Papa Hanggar pun menahan agar Bang Rama tetap berada. Papa Hanggar merasa putranya kembali meradang dan pastinya selalu merasa 'panas' setiap melihat Juan, sahabatnya.
Dilan menyadari perasaan suaminya. Setelah Bang Rama kembali duduk, Dilan mengusap pelan punggung Bang Rama dan menatap kedua bola mata pria yang pernah mengisi hidupnya walau sesaat.
"Dilan berusaha untuk adil meskipun mungkin tetap ada yang tidak nyaman di hati. Bang Juan adalah ayahnya Rudha tapi sekarang Bang Rama juga Papanya. Jadi.. Dilan minta ijin sama Papanya Rudha untuk mengambil beberapa buah surat ini sebagai bentuk tanggung jawab dari Bang Juan dan selebihnya Dilan percayakan pada Bang Rama sebagai Papanya Rudha. Dilan harap Bang Juan sudah tidak mempertanyakan apapun lagi saat surat berharga itu Dilan bawa." Kata Dilan.
Bang Rama menoleh. Bagi Bang Rama yang melihat Dilan sebagai seorang wanita muda sudah cukup dewasa dalam mengatasi masalah. Mungkin ada rasa kesal karena Dilan mengambil beberapa aset yang ada namun dirinya juga tidak bisa menghalangi seorang ayah yang ingin memberi nafkah pada putranya.

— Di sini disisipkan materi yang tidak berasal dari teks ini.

//! Element types and their face and winding tables.
//!
//! For every supported element type two tables are kept side by side:
//!
//! - the **face table** lists, per 1-based local face number, the local nodes
//!   forming that face (corners first, then mid-edge nodes);
//! - the **triangle table** lists, per local face, the sub-triangles tiling
//!   that face as element-local node indices. For an element following the
//!   node conventions of [`crate::mesh`] every triangle runs clockwise as seen
//!   from outside the element. A wrong entry silently flips a normal.

use crate::error::{Result, SurfaceError};

/// Maximum number of nodes on one face record.
pub const MAX_FACE_NODES: usize = 8;

/// The element types surface extraction understands.
#[derive(Debug, Clone, Copy, PartialEq, Eq, Hash)]
pub enum ElementKind {
    /// Linear tetrahedron, 4 nodes.
    Tetra4,
    /// Linear hexahedron, 8 nodes.
    Hexa8,
    /// Quadratic tetrahedron, 10 nodes.
    Tetra10,
    /// Linear triangle, 3 nodes.
    Tria3,
    /// Linear quadrangle, 4 nodes.
    Quad4,
    /// Quadratic triangle, 6 nodes.
    Tria6,
}

const TETRA4_FACES: &[&[usize]] = &[&[0, 1, 2], &[0, 3, 1], &[1, 3, 2], &[2, 3, 0]];

const TETRA4_TRIANGLES: &[&[[usize; 3]]] = &[
    &[[0, 2, 1]],
    &[[0, 1, 3]],
    &[[1, 2, 3]],
    &[[0, 3, 2]],
];

// Faces 3 and 5 list their nodes in a crossed order; only the node set matters
// for matching, emission goes through the triangle table.
const HEXA8_FACES: &[&[usize]] = &[
    &[0, 1, 2, 3],
    &[4, 5, 6, 7],
    &[0, 1, 4, 5],
    &[1, 2, 5, 6],
    &[2, 3, 6, 7],
    &[0, 3, 4, 7],
];

const HEXA8_TRIANGLES: &[&[[usize; 3]]] = &[
    &[[1, 0, 3], [3, 2, 1]],
    &[[4, 5, 7], [5, 6, 7]],
    &[[0, 1, 5], [0, 5, 4]],
    &[[5, 1, 2], [5, 2, 6]],
    &[[2, 3, 7], [2, 7, 6]],
    &[[3, 0, 4], [3, 4, 7]],
];

const TETRA10_FACES: &[&[usize]] = &[
    &[0, 1, 2, 4, 5, 6],
    &[0, 3, 1, 7, 8, 4],
    &[1, 3, 2, 8, 9, 5],
    &[2, 3, 0, 9, 7, 6],
];

const TETRA10_TRIANGLES: &[&[[usize; 3]]] = &[
    &[[0, 6, 4], [6, 2, 5], [5, 1, 4], [4, 6, 5]],
    &[[0, 4, 7], [4, 1, 8], [8, 3, 7], [4, 8, 7]],
    &[[1, 5, 8], [5, 2, 9], [9, 3, 8], [5, 9, 8]],
    &[[6, 0, 7], [2, 6, 9], [9, 7, 3], [6, 7, 9]],
];

const TRIA3_FACES: &[&[usize]] = &[&[0, 1, 2]];

const TRIA3_TRIANGLES: &[&[[usize; 3]]] = &[&[[0, 1, 2]]];

const QUAD4_FACES: &[&[usize]] = &[&[0, 1, 2, 3]];

const QUAD4_TRIANGLES: &[&[[usize; 3]]] = &[&[[0, 1, 2], [0, 2, 3]]];

const TRIA6_FACES: &[&[usize]] = &[&[0, 1, 2, 3, 4, 5]];

const TRIA6_TRIANGLES: &[&[[usize; 3]]] = &[&[[0, 3, 5], [3, 1, 4], [5, 4, 2], [3, 4, 5]]];

impl ElementKind {
    /// Every element kind.
    pub const ALL: [ElementKind; 6] = [
        ElementKind::Tetra4,
        ElementKind::Hexa8,
        ElementKind::Tetra10,
        ElementKind::Tria3,
        ElementKind::Quad4,
        ElementKind::Tria6,
    ];

    /// Classify a volume element by node count.
    pub fn volume(node_count: usize) -> Option<Self> {
        match node_count {
            4 => Some(ElementKind::Tetra4),
            8 => Some(ElementKind::Hexa8),
            10 => Some(ElementKind::Tetra10),
            _ => None,
        }
    }

    /// Classify a native 2-D face element by node count.
    pub fn surface(node_count: usize) -> Option<Self> {
        match node_count {
            3 => Some(ElementKind::Tria3),
            4 => Some(ElementKind::Quad4),
            6 => Some(ElementKind::Tria6),
            _ => None,
        }
    }

    /// Number of nodes on an element of this kind.
    pub fn node_count(self) -> usize {
        match self {
            ElementKind::Tetra4 => 4,
            ElementKind::Hexa8 => 8,
            ElementKind::Tetra10 => 10,
            ElementKind::Tria3 => 3,
            ElementKind::Quad4 => 4,
            ElementKind::Tria6 => 6,
        }
    }

    /// Whether this is a volume element.
    pub fn is_volume(self) -> bool {
        matches!(
            self,
            ElementKind::Tetra4 | ElementKind::Hexa8 | ElementKind::Tetra10
        )
    }

    fn faces(self) -> &'static [&'static [usize]] {
        match self {
            ElementKind::Tetra4 => TETRA4_FACES,
            ElementKind::Hexa8 => HEXA8_FACES,
            ElementKind::Tetra10 => TETRA10_FACES,
            ElementKind::Tria3 => TRIA3_FACES,
            ElementKind::Quad4 => QUAD4_FACES,
            ElementKind::Tria6 => TRIA6_FACES,
        }
    }

    fn triangles(self) -> &'static [&'static [[usize; 3]]] {
        match self {
            ElementKind::Tetra4 => TETRA4_TRIANGLES,
            ElementKind::Hexa8 => HEXA8_TRIANGLES,
            ElementKind::Tetra10 => TETRA10_TRIANGLES,
            ElementKind::Tria3 => TRIA3_TRIANGLES,
            ElementKind::Quad4 => QUAD4_TRIANGLES,
            ElementKind::Tria6 => TRIA6_TRIANGLES,
        }
    }

    /// Number of local faces.
    pub fn num_faces(self) -> usize {
        self.faces().len()
    }

    /// Local nodes of 1-based face `face_no`.
    pub fn face_nodes(self, face_no: usize) -> Result<&'static [usize]> {
        face_no
            .checked_sub(1)
            .and_then(|i| self.faces().get(i))
            .copied()
            .ok_or(SurfaceError::InvalidFaceNumber {
                node_count: self.node_count(),
                face_no,
            })
    }

    /// Wound sub-triangles of 1-based face `face_no`, as element-local nodes.
    pub fn face_triangles(self, face_no: usize) -> Result<&'static [[usize; 3]]> {
        face_no
            .checked_sub(1)
            .and_then(|i| self.triangles().get(i))
            .copied()
            .ok_or(SurfaceError::InvalidFaceNumber {
                node_count: self.node_count(),
                face_no,
            })
    }
}

/// Number of triangles a face of `size` nodes is split into.
pub fn triangles_per_face(size: usize) -> Option<usize> {
    match size {
        3 => Some(1),
        4 => Some(2),
        6 => Some(4),
        _ => None,
    }
}

#[cfg(test)]
mod tests {
    use super::*;
    use std::collections::BTreeSet;

    #[test]
    fn test_classification() {
        assert_eq!(ElementKind::volume(4), Some(ElementKind::Tetra4));
        assert_eq!(ElementKind::volume(8), Some(ElementKind::Hexa8));
        assert_eq!(ElementKind::volume(10), Some(ElementKind::Tetra10));
        assert_eq!(ElementKind::volume(5), None);
        assert_eq!(ElementKind::volume(6), None);
        assert_eq!(ElementKind::surface(6), Some(ElementKind::Tria6));
        assert_eq!(ElementKind::surface(8), None);
    }

    #[test]
    fn test_face_counts() {
        assert_eq!(ElementKind::Tetra4.num_faces(), 4);
        assert_eq!(ElementKind::Hexa8.num_faces(), 6);
        assert_eq!(ElementKind::Tetra10.num_faces(), 4);
        assert_eq!(ElementKind::Quad4.num_faces(), 1);
    }

    #[test]
    fn test_face_number_range() {
        assert!(ElementKind::Tetra4.face_nodes(0).is_err());
        assert!(ElementKind::Tetra4.face_nodes(4).is_ok());
        assert_eq!(
            ElementKind::Tetra4.face_triangles(5),
            Err(SurfaceError::InvalidFaceNumber {
                node_count: 4,
                face_no: 5
            })
        );
    }

    #[test]
    fn test_triangles_per_face() {
        assert_eq!(triangles_per_face(3), Some(1));
        assert_eq!(triangles_per_face(4), Some(2));
        assert_eq!(triangles_per_face(6), Some(4));
        assert_eq!(triangles_per_face(5), None);
    }

    #[test]
    fn test_triangles_tile_their_face() {
        // Each face's sub-triangles use exactly the face's nodes, and there are
        // as many of them as the face size calls for.
        for kind in ElementKind::ALL {
            for face_no in 1..=kind.num_faces() {
                let face = kind.face_nodes(face_no).unwrap();
                let triangles = kind.face_triangles(face_no).unwrap();

                assert!(face.len() <= MAX_FACE_NODES);
                assert!(face.iter().all(|&n| n < kind.node_count()));
                assert_eq!(triangles_per_face(face.len()), Some(triangles.len()));

                let face_set: BTreeSet<usize> = face.iter().copied().collect();
                let tri_set: BTreeSet<usize> = triangles.iter().flatten().copied().collect();
                assert_eq!(face_set, tri_set, "{:?} face {}", kind, face_no);
                assert_eq!(face_set.len(), face.len());
            }
        }
    }

    #[test]
    fn test_volume_faces_are_distinct() {
        for kind in [ElementKind::Tetra4, ElementKind::Hexa8, ElementKind::Tetra10] {
            let sets: BTreeSet<BTreeSet<usize>> = (1..=kind.num_faces())
                .map(|f| kind.face_nodes(f).unwrap().iter().copied().collect())
                .collect();
            assert_eq!(sets.len(), kind.num_faces());
        }
    }
}
//! Internal-face detection.
//!
//! A face shared by two volume elements lies inside the solid and is hidden on
//! both sides. For each visible face the later faces are scanned in order and
//! the first one with the same sorted node set on a different element is its
//! partner; both are hidden and the scan for that face stops. Later faces are
//! compared even when already hidden.
//!
//! Two strategies implement that scan with identical results:
//! [`DedupStrategy::Pairwise`] compares all pairs, [`DedupStrategy::Bucketed`]
//! first groups faces by signature and only scans within a group.
//!
//! Native 2-D faces never take part.
//!
//! # Non-manifold input
//!
//! With three or more elements on one face the scan pairs the first two and
//! leaves the rest visible. [`ManifoldPolicy::Reject`] turns that case into an
//! error instead.

use std::collections::HashMap;

use log::{trace, warn};

use super::element::MAX_FACE_NODES;
use super::face::FaceRecord;
use crate::error::{Result, SurfaceError};
use crate::mesh::{MeshIndex, NodeId};

/// How duplicate faces are located.
#[derive(Debug, Clone, Copy, PartialEq, Eq, Default)]
pub enum DedupStrategy {
    /// Compare every face against every later face: O(F²).
    Pairwise,
    /// Group faces by sorted node signature and compare within groups.
    #[default]
    Bucketed,
}

/// What to do when more than two elements share one face.
#[derive(Debug, Clone, Copy, PartialEq, Eq, Default)]
pub enum ManifoldPolicy {
    /// Pair the first two, leave the others visible, log a warning.
    #[default]
    Assume,
    /// Fail with [`SurfaceError::NonManifoldFace`].
    Reject,
}

type Signature<I> = (usize, [NodeId<I>; MAX_FACE_NODES]);

/// Group volume faces by signature, buckets in order of first appearance.
fn signature_buckets<I: MeshIndex>(faces: &[FaceRecord<'_, I>]) -> Vec<Vec<usize>> {
    let mut lookup: HashMap<Signature<I>, usize> = HashMap::with_capacity(faces.len());
    let mut buckets: Vec<Vec<usize>> = Vec::new();
    for (i, face) in faces.iter().enumerate() {
        if !face.kind().is_volume() {
            continue;
        }
        let key = (face.size(), *face.slots());
        let bucket = *lookup.entry(key).or_insert_with(|| {
            buckets.push(Vec::with_capacity(2));
            buckets.len() - 1
        });
        buckets[bucket].push(i);
    }
    buckets
}

fn check_manifold<I: MeshIndex>(
    faces: &[FaceRecord<'_, I>],
    buckets: &[Vec<usize>],
    policy: ManifoldPolicy,
) -> Result<()> {
    for bucket in buckets.iter().filter(|b| b.len() > 2) {
        let mut elements: Vec<usize> = bucket
            .iter()
            .map(|&i| faces[i].element_id().index())
            .collect();
        elements.sort_unstable();
        elements.dedup();
        if elements.len() <= 2 {
            continue;
        }
        match policy {
            ManifoldPolicy::Reject => return Err(SurfaceError::NonManifoldFace { elements }),
            ManifoldPolicy::Assume => {
                warn!("face {:?} is shared by elements {:?}", faces[bucket[0]].nodes(), elements)
            }
        }
    }
    Ok(())
}

/// Scan `order` forward, hiding each visible face together with its first match.
fn hide_in_order<I: MeshIndex>(faces: &mut [FaceRecord<'_, I>], order: &[usize]) {
    for (pos, &l) in order.iter().enumerate() {
        if faces[l].hidden {
            continue;
        }
        for &i in &order[pos + 1..] {
            if faces[l].is_same_face(&faces[i]) {
                faces[l].hidden = true;
                faces[i].hidden = true;
                break;
            }
        }
    }
}

/// Hide every face shared by two different volume elements.
///
/// Returns the number of hidden faces.
pub fn hide_internal_faces<I: MeshIndex>(
    faces: &mut [FaceRecord<'_, I>],
    strategy: DedupStrategy,
    policy: ManifoldPolicy,
) -> Result<usize> {
    let buckets = signature_buckets(faces);
    check_manifold(faces, &buckets, policy)?;

    match strategy {
        DedupStrategy::Pairwise => {
            let order: Vec<usize> = (0..faces.len())
                .filter(|&i| faces[i].kind().is_volume())
                .collect();
            hide_in_order(faces, &order);
        }
        DedupStrategy::Bucketed => {
            trace!("{} signature buckets for {} faces", buckets.len(), faces.len());
            for bucket in buckets.iter().filter(|b| b.len() > 1) {
                hide_in_order(faces, bucket);
            }
        }
    }

    Ok(faces.iter().filter(|f| f.hidden).count())
}

#[cfg(test)]
mod tests {
    use super::*;
    use crate::mesh::{structured_block, BlockKind, ElementId, ElementView, FemMesh, MeshSource};
    use crate::surface::face::{surface_face, volume_faces};

    fn ids(raw: &[usize]) -> Vec<NodeId> {
        raw.iter().map(|&n| NodeId::new(n)).collect()
    }

    fn faces_of<'a>(elements: &'a [(usize, Vec<NodeId>)]) -> Vec<FaceRecord<'a>> {
        elements
            .iter()
            .flat_map(|(id, nodes)| {
                volume_faces(ElementView {
                    id: ElementId::new(*id),
                    nodes,
                })
                .unwrap()
            })
            .collect()
    }

    fn hidden_flags(faces: &[FaceRecord<'_>]) -> Vec<bool> {
        faces.iter().map(|f| f.hidden).collect()
    }

    #[test]
    fn test_two_tets_share_one_face() {
        let elements = vec![(1, ids(&[0, 1, 2, 3])), (2, ids(&[1, 0, 2, 4]))];
        let mut faces = faces_of(&elements);

        let hidden =
            hide_internal_faces(&mut faces, DedupStrategy::Pairwise, ManifoldPolicy::Assume)
                .unwrap();
        assert_eq!(hidden, 2);
        // Face 1 of each tet is the shared {0, 1, 2}.
        assert!(faces[0].hidden);
        assert!(faces[4].hidden);
        assert_eq!(faces.iter().filter(|f| !f.hidden).count(), 6);
    }

    #[test]
    fn test_single_element_hides_nothing() {
        let elements = vec![(1, ids(&[0, 1, 2, 3, 4, 5, 6, 7]))];
        let mut faces = faces_of(&elements);
        let hidden = hide_internal_faces(&mut faces, DedupStrategy::default(), ManifoldPolicy::Assume)
            .unwrap();
        assert_eq!(hidden, 0);
    }

    #[test]
    fn test_same_element_twice_is_not_folded() {
        // Two records of one element id never hide each other, even with equal nodes.
        let elements = vec![(1, ids(&[0, 1, 2, 3])), (1, ids(&[0, 1, 2, 3]))];
        let mut faces = faces_of(&elements);
        let hidden =
            hide_internal_faces(&mut faces, DedupStrategy::Bucketed, ManifoldPolicy::Reject)
                .unwrap();
        assert_eq!(hidden, 0);
    }

    #[test]
    fn test_non_manifold_assume_keeps_third() {
        // Three tets on the face {0, 1, 2}.
        let elements = vec![
            (1, ids(&[0, 1, 2, 3])),
            (2, ids(&[1, 0, 2, 4])),
            (3, ids(&[0, 1, 2, 5])),
        ];
        for strategy in [DedupStrategy::Pairwise, DedupStrategy::Bucketed] {
            let mut faces = faces_of(&elements);
            let hidden = hide_internal_faces(&mut faces, strategy, ManifoldPolicy::Assume).unwrap();
            assert_eq!(hidden, 2);
            assert!(faces[0].hidden && faces[4].hidden);
            assert!(!faces[8].hidden);
        }
    }

    #[test]
    fn test_non_manifold_reject() {
        let elements = vec![
            (1, ids(&[0, 1, 2, 3])),
            (2, ids(&[1, 0, 2, 4])),
            (3, ids(&[0, 1, 2, 5])),
        ];
        let mut faces = faces_of(&elements);
        let err = hide_internal_faces(&mut faces, DedupStrategy::Bucketed, ManifoldPolicy::Reject)
            .unwrap_err();
        assert_eq!(
            err,
            SurfaceError::NonManifoldFace {
                elements: vec![1, 2, 3]
            }
        );
        // Nothing was touched.
        assert!(faces.iter().all(|f| !f.hidden));
    }

    #[test]
    fn test_hidden_face_can_still_be_matched() {
        // Element 1 is listed twice, so it carries the face {0, 1, 2} twice;
        // element 2 carries it once. The first copy pairs with element 2, then
        // the second copy pairs with the already hidden face of element 2.
        let elements = vec![
            (1, ids(&[0, 1, 2, 3])),
            (1, ids(&[0, 1, 2, 5])),
            (2, ids(&[1, 0, 2, 4])),
        ];
        for strategy in [DedupStrategy::Pairwise, DedupStrategy::Bucketed] {
            let mut faces = faces_of(&elements);
            hide_internal_faces(&mut faces, strategy, ManifoldPolicy::Reject).unwrap();
            assert!(faces[0].hidden && faces[4].hidden && faces[8].hidden);
        }
    }

    #[test]
    fn test_strategies_agree_on_blocks() {
        for kind in [
            BlockKind::Hexahedra,
            BlockKind::Tetrahedra,
            BlockKind::QuadraticTetrahedra,
        ] {
            let mesh: FemMesh = structured_block(kind, 3, 2, 2).unwrap();
            let build = || {
                mesh.volumes()
                    .flat_map(|v| volume_faces(v).unwrap())
                    .collect::<Vec<FaceRecord>>()
            };

            let mut pairwise = build();
            let mut bucketed = build();
            let a = hide_internal_faces(&mut pairwise, DedupStrategy::Pairwise, ManifoldPolicy::Reject)
                .unwrap();
            let b = hide_internal_faces(&mut bucketed, DedupStrategy::Bucketed, ManifoldPolicy::Reject)
                .unwrap();

            assert_eq!(a, b);
            assert_eq!(hidden_flags(&pairwise), hidden_flags(&bucketed));
        }
    }

    #[test]
    fn test_dedup_symmetry_on_block() {
        // Every hidden face has exactly one hidden partner from another element.
        let mesh: FemMesh = structured_block(BlockKind::Tetrahedra, 2, 2, 2).unwrap();
        let mut faces: Vec<FaceRecord<'_>> = mesh
            .volumes()
            .flat_map(|v| volume_faces(v).unwrap())
            .collect();
        hide_internal_faces(&mut faces, DedupStrategy::Bucketed, ManifoldPolicy::Reject).unwrap();

        for (i, face) in faces.iter().enumerate().filter(|(_, f)| f.hidden) {
            let partners = faces
                .iter()
                .enumerate()
                .filter(|&(j, other)| j != i && other.hidden && face.is_same_face(other))
                .count();
            assert_eq!(partners, 1);
        }
        // 2 * 2 * 2 cells, 6 tets each, 4 faces each; 48 boundary triangles remain.
        assert_eq!(faces.len(), 192);
        assert_eq!(faces.iter().filter(|f| !f.hidden).count(), 48);
    }

    #[test]
    fn test_surface_faces_are_ignored() {
        let tet = ids(&[0, 1, 2, 3]);
        let tri = ids(&[2, 1, 0]);
        let mut faces = volume_faces(ElementView {
            id: ElementId::new(1),
            nodes: &tet,
        })
        .unwrap();
        faces.push(
            surface_face(ElementView {
                id: ElementId::new(2),
                nodes: &tri,
            })
            .unwrap(),
        );

        let hidden =
            hide_internal_faces(&mut faces, DedupStrategy::Pairwise, ManifoldPolicy::Assume)
                .unwrap();
        assert_eq!(hidden, 0);
    }
}
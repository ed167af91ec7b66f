//! Finite-element mesh storage and the mesh source boundary.
//!
//! Surface extraction reads its input through the [`MeshSource`] trait so that
//! any externally maintained mesh can be rendered without copying. [`FemMesh`]
//! is the in-memory implementation used by the builders, the CLI and the tests.

use nalgebra::Point3;

use super::index::{ElementId, MeshIndex, NodeId};

/// A borrowed view of one element: its id and its ordered local nodes.
#[derive(Debug, Clone, Copy, PartialEq, Eq)]
pub struct ElementView<'a, I: MeshIndex = u32> {
    /// Stable element id.
    pub id: ElementId<I>,
    /// Element nodes in local order.
    pub nodes: &'a [NodeId<I>],
}

impl<'a, I: MeshIndex> ElementView<'a, I> {
    /// Number of nodes on the element.
    #[inline]
    pub fn node_count(&self) -> usize {
        self.nodes.len()
    }

    /// Node at local index `i`.
    #[inline]
    pub fn node(&self, i: usize) -> NodeId<I> {
        self.nodes[i]
    }
}

/// Read access to a finite-element mesh.
///
/// Implementations must hand out node handles that stay stable for the
/// lifetime of the borrow; the surface extractor keys its node map on them.
pub trait MeshSource<I: MeshIndex = u32> {
    /// Total number of nodes.
    fn num_nodes(&self) -> usize;

    /// Total number of 1-D edge elements.
    fn num_edges(&self) -> usize;

    /// Total number of 2-D face elements.
    fn num_faces(&self) -> usize;

    /// Position of a node, or `None` if the handle is unknown.
    fn node_position(&self, node: NodeId<I>) -> Option<Point3<f64>>;

    /// Iterate over the volume elements.
    fn volumes(&self) -> Box<dyn Iterator<Item = ElementView<'_, I>> + '_>;

    /// Iterate over the native 2-D face elements.
    fn surface_elements(&self) -> Box<dyn Iterator<Item = ElementView<'_, I>> + '_>;

    /// Whether the mesh has no nodes, edges or faces at all.
    fn is_empty(&self) -> bool {
        self.num_nodes() + self.num_edges() + self.num_faces() == 0
    }
}

/// An owned element: id plus ordered nodes.
#[derive(Debug, Clone, PartialEq, Eq)]
pub struct Element<I: MeshIndex = u32> {
    /// Stable element id.
    pub id: ElementId<I>,
    /// Element nodes in local order.
    pub nodes: Vec<NodeId<I>>,
}

impl<I: MeshIndex> Element<I> {
    /// Borrow this element as a view.
    #[inline]
    pub fn view(&self) -> ElementView<'_, I> {
        ElementView {
            id: self.id,
            nodes: &self.nodes,
        }
    }
}

/// An in-memory finite-element mesh.
///
/// Node handles are dense indices into the position array. Element ids share
/// one id space across volumes, faces and edges.
#[derive(Debug, Clone)]
pub struct FemMesh<I: MeshIndex = u32> {
    pub(crate) positions: Vec<Point3<f64>>,
    pub(crate) volumes: Vec<Element<I>>,
    pub(crate) faces: Vec<Element<I>>,
    pub(crate) edges: Vec<Element<I>>,
}

impl<I: MeshIndex> Default for FemMesh<I> {
    fn default() -> Self {
        Self::new()
    }
}

impl<I: MeshIndex> FemMesh<I> {
    /// Create an empty mesh.
    pub fn new() -> Self {
        Self {
            positions: Vec::new(),
            volumes: Vec::new(),
            faces: Vec::new(),
            edges: Vec::new(),
        }
    }

    /// Number of nodes.
    #[inline]
    pub fn num_nodes(&self) -> usize {
        self.positions.len()
    }

    /// Number of volume elements.
    #[inline]
    pub fn num_volumes(&self) -> usize {
        self.volumes.len()
    }

    /// Position of a node.
    ///
    /// # Panics
    /// Panics if the handle is out of range.
    #[inline]
    pub fn position(&self, node: NodeId<I>) -> &Point3<f64> {
        &self.positions[node.index()]
    }

    /// Iterate over all node handles.
    pub fn node_ids(&self) -> impl Iterator<Item = NodeId<I>> + '_ {
        (0..self.positions.len()).map(NodeId::new)
    }

    /// All volume elements.
    pub fn volume_elements(&self) -> &[Element<I>] {
        &self.volumes
    }

    /// All 2-D face elements.
    pub fn face_elements(&self) -> &[Element<I>] {
        &self.faces
    }

    /// All 1-D edge elements.
    pub fn edge_elements(&self) -> &[Element<I>] {
        &self.edges
    }

    /// Axis-aligned bounding box of all nodes.
    pub fn bounding_box(&self) -> Option<(Point3<f64>, Point3<f64>)> {
        let first = self.positions.first()?;
        let mut min = *first;
        let mut max = *first;
        for p in &self.positions[1..] {
            min = min.inf(p);
            max = max.sup(p);
        }
        Some((min, max))
    }
}

impl<I: MeshIndex> MeshSource<I> for FemMesh<I> {
    fn num_nodes(&self) -> usize {
        self.positions.len()
    }

    fn num_edges(&self) -> usize {
        self.edges.len()
    }

    fn num_faces(&self) -> usize {
        self.faces.len()
    }

    fn node_position(&self, node: NodeId<I>) -> Option<Point3<f64>> {
        if !node.is_valid() {
            return None;
        }
        self.positions.get(node.index()).copied()
    }

    fn volumes(&self) -> Box<dyn Iterator<Item = ElementView<'_, I>> + '_> {
        Box::new(self.volumes.iter().map(Element::view))
    }

    fn surface_elements(&self) -> Box<dyn Iterator<Item = ElementView<'_, I>> + '_> {
        Box::new(self.faces.iter().map(Element::view))
    }
}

"Bagaimana, Bang?" Tanya Dilan pada Om Juan.
"Saya ikut katamu saja. Tapi jika kamu menginginkan semua ini, saya rela memberikannya untukmu. Biar Rama yang mengaturnya..!!" Jawab Om Juan.
"Abang bagaimana?" Dilan menyentuh paha Bang Rama yang masih menatap tajam ke arah Om Juan.
"Terserah." Jawab Bang Rama singkat.
Papa Hanggar mengarahkan agar Om Juan bisa lebih sabar menghadapi Bang Rama dengan temperamen tinggi.
:
Hawa panas di hati Bang Rama kembali membuatnya meradang saat Papa Hanggar dan Om Juan menimang baby Letnan.
"Wajahnya mirip denganku, kan?" Tanya Om Juan.
"Ya karena Rudha memang anakmu. Apa Rudha harus mirip tetanggamu?" Jawab Papa Hanggar menanggapi.
Dilan menyentuh bahu Bang Rama. Ia melihat wajah lesu bercampur gelisah apalagi tangan Bang Rama mengepal kuat, matanya nampak memerah menahan basah.
"Maaf, Dilan mengecewakan Abang." Kata Dilan.
"Mengecewakan apa? Kamu tidak salah."
Bang Rama melangkah menjauh dari sekitar kamarnya. Ia memilih duduk di belakang rumah sambil menyulut rokoknya. Seperti biasa benda kecil itu akan menjadi penenang sementara saat hatinya sedang gundah.
"Abang ingin anak laki-laki??" Tanya Dilan.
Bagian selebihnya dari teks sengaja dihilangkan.